> WHAT IS NEEDED:
Would you print the material exactly, starting at its first line and ending at the line holding "of workers that"?

> DATA SHOWN:
BEGIN

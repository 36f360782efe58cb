//! Concurrent fan-out/fan-in coordination.
//!
//! A [`Pipeline`] seeds a [`Backlog`] with item identifiers, starts a fixed pool of workers that
//! claim items one at a time, and merges every extracted unit into a single [`FanIn`] buffer.
//! The consumer pulls units from the returned [`PipelineRun`]; the sequence ends once every
//! worker has marked itself done and the buffer is empty.

mod backlog;
mod driver;
pub mod fan_in;
mod worker;

pub use backlog::{Backlog, BacklogError};
pub use driver::{
    DEFAULT_WORKERS, Pipeline, PipelineError, PipelineReport, PipelineRun, PipelineSettings,
};
pub use fan_in::{BufferClosed, CompletionTracker, FanIn, Producer};
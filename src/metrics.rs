use std::sync::atomic::{AtomicU64, Ordering};

/// Thread-safe counters describing pipeline activity.
#[derive(Default)]
pub struct PipelineMetrics {
    items_claimed: AtomicU64,
    items_completed: AtomicU64,
    items_failed: AtomicU64,
    units_emitted: AtomicU64,
}

impl PipelineMetrics {
    /// Create an empty metrics accumulator.
    pub fn new() -> Self {
        Self::default()
    }

    /// Record that a worker claimed an item from the backlog.
    pub fn record_claim(&self) {
        self.items_claimed.fetch_add(1, Ordering::Relaxed);
    }

    /// Record a fully extracted item and the number of units it produced.
    pub fn record_completed(&self, unit_count: u64) {
        self.items_completed.fetch_add(1, Ordering::Relaxed);
        self.units_emitted.fetch_add(unit_count, Ordering::Relaxed);
    }

    /// Record an item whose fetch or extraction failed after emitting `unit_count` units.
    pub fn record_failed(&self, unit_count: u64) {
        self.items_failed.fetch_add(1, Ordering::Relaxed);
        self.units_emitted.fetch_add(unit_count, Ordering::Relaxed);
    }

    /// Record units pushed by an item that was cut short by cancellation.
    pub fn record_interrupted(&self, unit_count: u64) {
        self.units_emitted.fetch_add(unit_count, Ordering::Relaxed);
    }

    /// Return a snapshot of the current counters.
    pub fn snapshot(&self) -> MetricsSnapshot {
        MetricsSnapshot {
            items_claimed: self.items_claimed.load(Ordering::Relaxed),
            items_completed: self.items_completed.load(Ordering::Relaxed),
            items_failed: self.items_failed.load(Ordering::Relaxed),
            units_emitted: self.units_emitted.load(Ordering::Relaxed),
        }
    }
}

/// Immutable view of pipeline counters used for reporting.
#[derive(Debug, Clone, Copy, Default, PartialEq, Eq, serde::Serialize)]
pub struct MetricsSnapshot {
    /// Items taken from the backlog by any worker.
    pub items_claimed: u64,
    /// Items whose units were all extracted and pushed.
    pub items_completed: u64,
    /// Items that failed to fetch or extract.
    pub items_failed: u64,
    /// Units pushed to the output sequence.
    pub units_emitted: u64,
}

#[cfg(test)]
mod tests {
    use super::*;

    #[test]
    fn records_items_and_units() {
        let metrics = PipelineMetrics::new();
        metrics.record_claim();
        metrics.record_claim();
        metrics.record_completed(2);
        metrics.record_failed(1);

        let snapshot = metrics.snapshot();
        assert_eq!(snapshot.items_claimed, 2);
        assert_eq!(snapshot.items_completed, 1);
        assert_eq!(snapshot.items_failed, 1);
        assert_eq!(snapshot.units_emitted, 3);
    }

    #[test]
    fn snapshot_starts_empty() {
        assert_eq!(PipelineMetrics::new().snapshot(), MetricsSnapshot::default());
    }
}
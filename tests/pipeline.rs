use std::collections::HashMap;
use std::sync::Arc;
use std::time::Duration;

use futures_util::StreamExt;
use rustyingest::extract::{Paragraph, ParagraphExtractor, ParagraphPolicy, SectionExtractor};
use rustyingest::pipeline::{Pipeline, PipelineError, PipelineSettings};
use rustyingest::source::{Enumerator, LocalDirectory, MemorySource, ObjectStore, ObjectStoreSettings};

fn settings(workers: usize) -> PipelineSettings {
    PipelineSettings {
        workers,
        ..PipelineSettings::default()
    }
}

/// Twenty items; item `n` holds `n % 4 + 1` paragraphs.
fn corpus() -> Vec<(String, String)> {
    (0..20)
        .map(|n| {
            let body = (0..n % 4 + 1)
                .map(|p| format!("item {n} paragraph {p}\nsecond line"))
                .collect::<Vec<_>>()
                .join("\n\n");
            (format!("doc-{n:02}.txt"), body)
        })
        .collect()
}

fn expected_units() -> usize {
    (0..20).map(|n| n % 4 + 1).sum()
}

async fn drain(pipeline: &Pipeline<MemorySource, ParagraphExtractor>, items: Vec<String>) -> Vec<Paragraph> {
    let mut run = pipeline.run(items);
    let mut units = Vec::new();
    while let Some(unit) = run.next().await {
        units.push(unit);
    }
    assert!(run.is_complete());
    units
}

#[tokio::test(flavor = "multi_thread", worker_threads = 4)]
async fn unit_totals_do_not_depend_on_worker_count() {
    for workers in [1, 4, 20, 32] {
        let source = Arc::new(MemorySource::new(corpus()).with_piece_size(5));
        let items = source.list().await.expect("list");
        let pipeline = Pipeline::new(Arc::clone(&source), ParagraphExtractor::default(), settings(workers))
            .expect("pipeline");

        let units = drain(&pipeline, items).await;
        assert_eq!(units.len(), expected_units(), "workers = {workers}");

        let mut per_item: HashMap<&str, usize> = HashMap::new();
        for unit in &units {
            *per_item.entry(unit.item.as_str()).or_default() += 1;
        }
        for n in 0..20 {
            assert_eq!(per_item[format!("doc-{n:02}.txt").as_str()], n % 4 + 1);
        }
    }
}

#[tokio::test(flavor = "multi_thread", worker_threads = 4)]
async fn every_item_is_fetched_exactly_once() {
    let source = Arc::new(MemorySource::new(corpus()));
    let items = source.list().await.expect("list");
    let pipeline = Pipeline::new(Arc::clone(&source), ParagraphExtractor::default(), settings(6))
        .expect("pipeline");
    drain(&pipeline, items.clone()).await;

    let mut fetched = source.fetch_log();
    fetched.sort();
    assert_eq!(fetched, items);
}

#[tokio::test(flavor = "multi_thread", worker_threads = 2)]
async fn per_item_units_keep_document_order() {
    let source = Arc::new(MemorySource::new(corpus()).with_piece_size(3));
    let items = source.list().await.expect("list");
    let pipeline = Pipeline::new(Arc::clone(&source), ParagraphExtractor::default(), settings(4))
        .expect("pipeline");
    let units = drain(&pipeline, items).await;

    let mut seen: HashMap<String, usize> = HashMap::new();
    for unit in units {
        let next = seen.entry(unit.item.clone()).or_default();
        let (_, rest) = unit.text.split_once(" paragraph ").expect("paragraph marker");
        let index: usize = rest.split_whitespace().next().expect("index").parse().expect("number");
        assert_eq!(index, *next, "out of order in {}", unit.item);
        *next += 1;
    }
}

#[tokio::test]
async fn single_worker_preserves_backlog_order() {
    let source = Arc::new(MemorySource::new([
        ("a.txt", "a1\n\na2"),
        ("b.txt", "b1"),
        ("c.txt", "c1\n\nc2\n\nc3"),
    ]));
    let pipeline = Pipeline::new(Arc::clone(&source), ParagraphExtractor::default(), settings(1))
        .expect("pipeline");
    let items = vec!["c.txt".to_string(), "a.txt".to_string(), "b.txt".to_string()];
    let texts: Vec<String> = drain(&pipeline, items)
        .await
        .into_iter()
        .map(|unit| unit.text)
        .collect();
    assert_eq!(texts, vec!["c1", "c2", "c3", "a1", "a2", "b1"]);
}

#[tokio::test(flavor = "multi_thread", worker_threads = 2)]
async fn failing_item_is_skipped() {
    let source = Arc::new(
        MemorySource::new([
            ("1.txt", "one"),
            ("2.txt", "two"),
            ("3.txt", "three"),
            ("4.txt", "four"),
            ("5.txt", "five"),
        ])
        .failing("3.txt"),
    );
    let pipeline = Pipeline::new(Arc::clone(&source), ParagraphExtractor::default(), settings(3))
        .expect("pipeline");
    let mut run = pipeline.run_from(source.as_ref()).await.expect("run");

    let mut texts = Vec::new();
    while let Some(unit) = run.next().await {
        texts.push(unit.text);
    }
    texts.sort();
    assert_eq!(texts, vec!["five", "four", "one", "two"]);

    let report = run.finish().await;
    assert_eq!(report.counts.items_claimed, 5);
    assert_eq!(report.counts.items_completed, 4);
    assert_eq!(report.counts.items_failed, 1);
    assert_eq!(report.counts.units_emitted, 4);
}

#[tokio::test]
async fn invalid_utf8_fails_only_that_item() {
    let source = Arc::new(MemorySource::new([
        ("bad.txt", vec![b'o', b'k', b'\n', b'\n', 0xff, 0xfe]),
        ("good.txt", b"fine".to_vec()),
    ]));
    let pipeline = Pipeline::new(Arc::clone(&source), ParagraphExtractor::default(), settings(2))
        .expect("pipeline");
    let mut run = pipeline.run_from(source.as_ref()).await.expect("run");
    let mut texts = Vec::new();
    while let Some(unit) = run.next().await {
        texts.push(unit.text);
    }
    texts.sort();
    // Paragraphs completed before the bad bytes stay emitted.
    assert_eq!(texts, vec!["fine", "ok"]);
    assert_eq!(run.finish().await.counts.items_failed, 1);
}

#[tokio::test]
async fn empty_backlog_yields_nothing() {
    let source = Arc::new(MemorySource::new(Vec::<(String, String)>::new()));
    let pipeline = Pipeline::new(Arc::clone(&source), ParagraphExtractor::default(), settings(4))
        .expect("pipeline");
    let units: Vec<Paragraph> = pipeline.run(Vec::new()).into_stream().collect().await;
    assert!(units.is_empty());
}

#[tokio::test(flavor = "multi_thread", worker_threads = 2)]
async fn bounded_buffer_with_slow_consumer_delivers_everything() {
    let source = Arc::new(MemorySource::new(corpus()));
    let items = source.list().await.expect("list");
    let pipeline = Pipeline::new(
        Arc::clone(&source),
        ParagraphExtractor::default(),
        PipelineSettings {
            workers: 4,
            buffer_capacity: Some(2),
            suffix: String::new(),
        },
    )
    .expect("pipeline");

    let mut run = pipeline.run(items);
    let mut count = 0;
    while let Some(_unit) = run.next().await {
        count += 1;
        tokio::time::sleep(Duration::from_millis(1)).await;
    }
    assert_eq!(count, expected_units());
}

#[tokio::test(flavor = "multi_thread", worker_threads = 2)]
async fn cancelling_ends_the_sequence() {
    let big: Vec<(String, String)> = (0..200)
        .map(|n| (format!("{n:03}.txt"), "p\n\n".repeat(50)))
        .collect();
    let source = Arc::new(MemorySource::new(big).with_piece_size(2));
    let items = source.list().await.expect("list");
    let pipeline = Pipeline::new(
        Arc::clone(&source),
        ParagraphExtractor::default(),
        PipelineSettings {
            workers: 4,
            buffer_capacity: Some(1),
            suffix: String::new(),
        },
    )
    .expect("pipeline");

    let mut run = pipeline.run(items);
    for _ in 0..10 {
        assert!(run.next().await.is_some());
    }
    run.cancel();

    let drained = tokio::time::timeout(Duration::from_secs(5), async {
        let mut rest = 0usize;
        while run.next().await.is_some() {
            rest += 1;
        }
        rest
    })
    .await
    .expect("sequence should end after cancel");
    assert!(drained < 200 * 50);

    let report = tokio::time::timeout(Duration::from_secs(5), run.finish())
        .await
        .expect("finish");
    assert!(report.counts.items_claimed < 200);
    assert_eq!(report.workers_panicked, 0);
}

#[tokio::test(flavor = "multi_thread", worker_threads = 2)]
async fn dropping_the_stream_stops_workers() {
    let big: Vec<(String, String)> = (0..100)
        .map(|n| (format!("{n:03}.txt"), "p\n\n".repeat(20)))
        .collect();
    let source = Arc::new(MemorySource::new(big));
    let items = source.list().await.expect("list");
    let pipeline = Pipeline::new(
        Arc::clone(&source),
        ParagraphExtractor::default(),
        PipelineSettings {
            workers: 2,
            buffer_capacity: Some(1),
            suffix: String::new(),
        },
    )
    .expect("pipeline");

    let first: Vec<Paragraph> = pipeline.run(items).into_stream().take(3).collect().await;
    assert_eq!(first.len(), 3);

    tokio::time::sleep(Duration::from_millis(50)).await;
    let fetched = source.fetch_log().len();
    tokio::time::sleep(Duration::from_millis(50)).await;
    assert_eq!(source.fetch_log().len(), fetched);
    assert!(fetched < 100);
}

#[tokio::test]
async fn listing_failure_is_reported_before_any_fetch() {
    let store = ObjectStore::new(ObjectStoreSettings::new("http://127.0.0.1:9", "missing"))
        .expect("client");
    let store = Arc::new(store);
    let pipeline = Pipeline::new(Arc::clone(&store), ParagraphExtractor::default(), settings(2))
        .expect("pipeline");
    let result = pipeline.run_from(store.as_ref()).await;
    assert!(matches!(result, Err(PipelineError::Listing(_))));
}

#[tokio::test(flavor = "multi_thread", worker_threads = 2)]
async fn local_directory_markdown_sections_end_to_end() {
    let dir = tempfile::tempdir().expect("tempdir");
    std::fs::write(
        dir.path().join("guide.md"),
        "# Install\nRun the installer.\n\n```sh\nmake install\n```\n\n## Verify\nCheck the version.\n",
    )
    .expect("write guide");
    std::fs::write(dir.path().join("notes.md"), "# Notes\n- one\n- two\n").expect("write notes");
    std::fs::write(dir.path().join("ignored.txt"), "# Not markdown\n").expect("write txt");

    let source = Arc::new(LocalDirectory::new(dir.path()));
    let pipeline = Pipeline::new(
        Arc::clone(&source),
        SectionExtractor::new(),
        PipelineSettings {
            workers: 2,
            buffer_capacity: None,
            suffix: ".md".to_string(),
        },
    )
    .expect("pipeline");

    let mut sections: Vec<_> = pipeline
        .run_from(source.as_ref())
        .await
        .expect("run")
        .into_stream()
        .collect()
        .await;
    sections.sort_by(|a, b| a.heading.cmp(&b.heading));

    let headings: Vec<&str> = sections.iter().map(|s| s.heading.as_str()).collect();
    assert_eq!(headings, vec!["Install", "Notes", "Verify"]);
    assert_eq!(sections[0].code_blocks[0].language, "sh");
    assert_eq!(sections[0].code_blocks[0].value, "make install");
    assert_eq!(sections[1].body, "- one\n- two\n");
    assert_eq!(sections[2].level, 2);
}

#[tokio::test]
async fn local_directory_paragraphs_use_blank_line_policy() {
    let dir = tempfile::tempdir().expect("tempdir");
    std::fs::write(dir.path().join("a.txt"), "first line\nsame paragraph\n   \nnext\n")
        .expect("write");

    let source = Arc::new(LocalDirectory::new(dir.path()));
    let pipeline = Pipeline::new(
        Arc::clone(&source),
        ParagraphExtractor::new(ParagraphPolicy::BlankLine),
        settings(1),
    )
    .expect("pipeline");
    let texts: Vec<String> = pipeline
        .run_from(source.as_ref())
        .await
        .expect("run")
        .into_stream()
        .map(|unit| unit.text)
        .collect()
        .await;
    assert_eq!(texts, vec!["first line same paragraph", "next"]);
}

END

> WRITTEN ANSWER:
repository 36f360782efe58cb
//! Concurrent fan-out/fan-in coordination.
//!
//! A [`Pipeline`] seeds a [`Backlog`] with item identifiers, starts a fixed pool of workers that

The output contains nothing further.